**Provided material:**

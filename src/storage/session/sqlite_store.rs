use std::collections::BTreeMap;
use std::path::Path;

use anyhow::Result;
use r2d2::{Pool, PooledConnection};
use r2d2_sqlite::rusqlite::params;
use r2d2_sqlite::SqliteConnectionManager;

use crate::storage::backing::{CommitBatch, SessionStorageDatabase};
use crate::storage::local::sqlite_store::open_pool;

/// File name used inside the session storage directory.
pub const SESSION_STORAGE_DB_FILE: &str = "sessionstorage.sqlite";

// `session_areas` records which origins a namespace holds, even when empty.
const SCHEMA: &str = "CREATE TABLE IF NOT EXISTS session_areas (
    namespace_id TEXT NOT NULL,
    origin TEXT NOT NULL,
    PRIMARY KEY(namespace_id, origin)
);
CREATE TABLE IF NOT EXISTS session_storage (
    namespace_id TEXT NOT NULL,
    origin TEXT NOT NULL,
    key TEXT NOT NULL,
    value TEXT NOT NULL,
    PRIMARY KEY(namespace_id, origin, key)
);";

/// SQLite-based session storage database, one file for all persistent namespaces.
pub struct SqliteSessionStorageDatabase {
    pool: Pool<SqliteConnectionManager>,
}

impl SqliteSessionStorageDatabase {
    pub fn new(path: impl AsRef<Path>) -> Result<Self> {
        Ok(Self { pool: open_pool(path.as_ref(), SCHEMA)? })
    }

    /// Opens the database inside a session storage directory, creating the directory if needed.
    pub fn in_directory(dir: impl AsRef<Path>) -> Result<Self> {
        std::fs::create_dir_all(dir.as_ref())?;
        Self::new(dir.as_ref().join(SESSION_STORAGE_DB_FILE))
    }

    fn conn(&self) -> Result<PooledConnection<SqliteConnectionManager>> {
        Ok(self.pool.get()?)
    }
}

impl SessionStorageDatabase for SqliteSessionStorageDatabase {
    fn read_area(&self, persistent_id: &str, origin: &str) -> Result<BTreeMap<String, String>> {
        let conn = self.conn()?;
        let mut stmt = conn.prepare(
            "SELECT key, value FROM session_storage WHERE namespace_id=?1 AND origin=?2",
        )?;
        let rows = stmt.query_map(params![persistent_id, origin], |row| {
            Ok((row.get::<_, String>(0)?, row.get::<_, String>(1)?))
        })?;

        let mut values = BTreeMap::new();
        for row in rows {
            let (k, v) = row?;
            values.insert(k, v);
        }
        Ok(values)
    }

    fn commit_area(&self, persistent_id: &str, origin: &str, batch: &CommitBatch) -> Result<()> {
        let mut conn = self.conn()?;
        let tx = conn.transaction()?;

        tx.execute(
            "INSERT OR IGNORE INTO session_areas(namespace_id, origin) VALUES (?1, ?2)",
            params![persistent_id, origin],
        )?;
        if batch.clear_all_first {
            tx.execute(
                "DELETE FROM session_storage WHERE namespace_id=?1 AND origin=?2",
                params![persistent_id, origin],
            )?;
        }
        for (key, value) in &batch.changed_values {
            match value {
                Some(value) => {
                    tx.execute(
                        "INSERT INTO session_storage(namespace_id, origin, key, value) VALUES (?1, ?2, ?3, ?4)
                         ON CONFLICT(namespace_id, origin, key) DO UPDATE SET value=excluded.value",
                        params![persistent_id, origin, key, value],
                    )?;
                }
                None => {
                    tx.execute(
                        "DELETE FROM session_storage WHERE namespace_id=?1 AND origin=?2 AND key=?3",
                        params![persistent_id, origin, key],
                    )?;
                }
            }
        }

        tx.commit()?;
        Ok(())
    }

    fn delete_area(&self, persistent_id: &str, origin: &str) -> Result<()> {
        let mut conn = self.conn()?;
        let tx = conn.transaction()?;
        tx.execute(
            "DELETE FROM session_storage WHERE namespace_id=?1 AND origin=?2",
            params![persistent_id, origin],
        )?;
        tx.execute(
            "DELETE FROM session_areas WHERE namespace_id=?1 AND origin=?2",
            params![persistent_id, origin],
        )?;
        tx.commit()?;
        Ok(())
    }

    fn clone_namespace(&self, source: &str, destination: &str) -> Result<()> {
        let mut conn = self.conn()?;
        let tx = conn.transaction()?;
        tx.execute("DELETE FROM session_storage WHERE namespace_id=?1", params![destination])?;
        tx.execute("DELETE FROM session_areas WHERE namespace_id=?1", params![destination])?;
        tx.execute(
            "INSERT INTO session_areas(namespace_id, origin)
             SELECT ?2, origin FROM session_areas WHERE namespace_id=?1",
            params![source, destination],
        )?;
        tx.execute(
            "INSERT INTO session_storage(namespace_id, origin, key, value)
             SELECT ?2, origin, key, value FROM session_storage WHERE namespace_id=?1",
            params![source, destination],
        )?;
        tx.commit()?;
        Ok(())
    }

    fn delete_namespace(&self, persistent_id: &str) -> Result<()> {
        let mut conn = self.conn()?;
        let tx = conn.transaction()?;
        tx.execute("DELETE FROM session_storage WHERE namespace_id=?1", params![persistent_id])?;
        tx.execute("DELETE FROM session_areas WHERE namespace_id=?1", params![persistent_id])?;
        tx.commit()?;
        Ok(())
    }

    fn read_namespace_ids(&self) -> Result<Vec<String>> {
        let conn = self.conn()?;
        let mut stmt = conn.prepare("SELECT DISTINCT namespace_id FROM session_areas ORDER BY namespace_id")?;
        let rows = stmt.query_map([], |row| row.get::<_, String>(0))?;
        Ok(rows.collect::<Result<Vec<_>, _>>()?)
    }

    fn read_origins(&self, persistent_id: &str) -> Result<Vec<String>> {
        let conn = self.conn()?;
        let mut stmt = conn.prepare(
            "SELECT origin FROM session_areas WHERE namespace_id=?1 ORDER BY origin",
        )?;
        let rows = stmt.query_map(params![persistent_id], |row| row.get::<_, String>(0))?;
        Ok(rows.collect::<Result<Vec<_>, _>>()?)
    }
}

#[cfg(test)]
mod tests {
    use super::*;

    fn put(key: &str, value: &str) -> CommitBatch {
        let mut batch = CommitBatch::default();
        batch.changed_values.insert(key.into(), Some(value.into()));
        batch
    }

    #[test]
    fn namespaces_survive_reopen() {
        let dir = tempfile::tempdir().unwrap();
        {
            let db = SqliteSessionStorageDatabase::in_directory(dir.path()).unwrap();
            db.commit_area("ns1", "https://a.test", &put("k", "v")).unwrap();
            db.commit_area("ns2", "https://b.test", &CommitBatch::default()).unwrap();
        }

        let db = SqliteSessionStorageDatabase::in_directory(dir.path()).unwrap();
        assert_eq!(db.read_namespace_ids().unwrap(), vec!["ns1", "ns2"]);
        assert_eq!(db.read_area("ns1", "https://a.test").unwrap()["k"], "v");
        // empty areas are still listed
        assert_eq!(db.read_origins("ns2").unwrap(), vec!["https://b.test"]);
        assert!(db.read_area("ghost", "https://a.test").unwrap().is_empty());
    }

    #[test]
    fn clone_then_delete_source() {
        let dir = tempfile::tempdir().unwrap();
        let db = SqliteSessionStorageDatabase::in_directory(dir.path()).unwrap();
        db.commit_area("src", "https://a.test", &put("k", "v")).unwrap();
        db.commit_area("dst", "https://z.test", &put("stale", "1")).unwrap();

        db.clone_namespace("src", "dst").unwrap();
        assert_eq!(db.read_origins("dst").unwrap(), vec!["https://a.test"]);

        db.delete_namespace("src").unwrap();
        assert_eq!(db.read_namespace_ids().unwrap(), vec!["dst"]);
        assert_eq!(db.read_area("dst", "https://a.test").unwrap()["k"], "v");
    }

    #[test]
    fn delete_area_leaves_other_origins() {
        let dir = tempfile::tempdir().unwrap();
        let db = SqliteSessionStorageDatabase::in_directory(dir.path()).unwrap();
        db.commit_area("ns", "https://a.test", &put("k", "v")).unwrap();
        db.commit_area("ns", "https://b.test", &put("k", "v")).unwrap();

        db.delete_area("ns", "https://a.test").unwrap();
        let usage = db.usage().unwrap();
        assert_eq!(usage.len(), 1);
        assert_eq!(usage[0].origin.ascii_serialization(), "https://b.test");
    }
}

**Task to complete:**
Locate all lines in the listing above with the word "SELECT" and copy them.

**Answer area:**
            "SELECT key, value FROM session_storage WHERE namespace_id=?1 AND origin=?2",
             SELECT ?2, origin FROM session_areas WHERE namespace_id=?1",
             SELECT ?2, origin, key, value FROM session_storage WHERE namespace_id=?1",
        let mut stmt = conn.prepare("SELECT DISTINCT namespace_id FROM session_areas ORDER BY namespace_id")?;
            "SELECT origin FROM session_areas WHERE namespace_id=?1 ORDER BY origin",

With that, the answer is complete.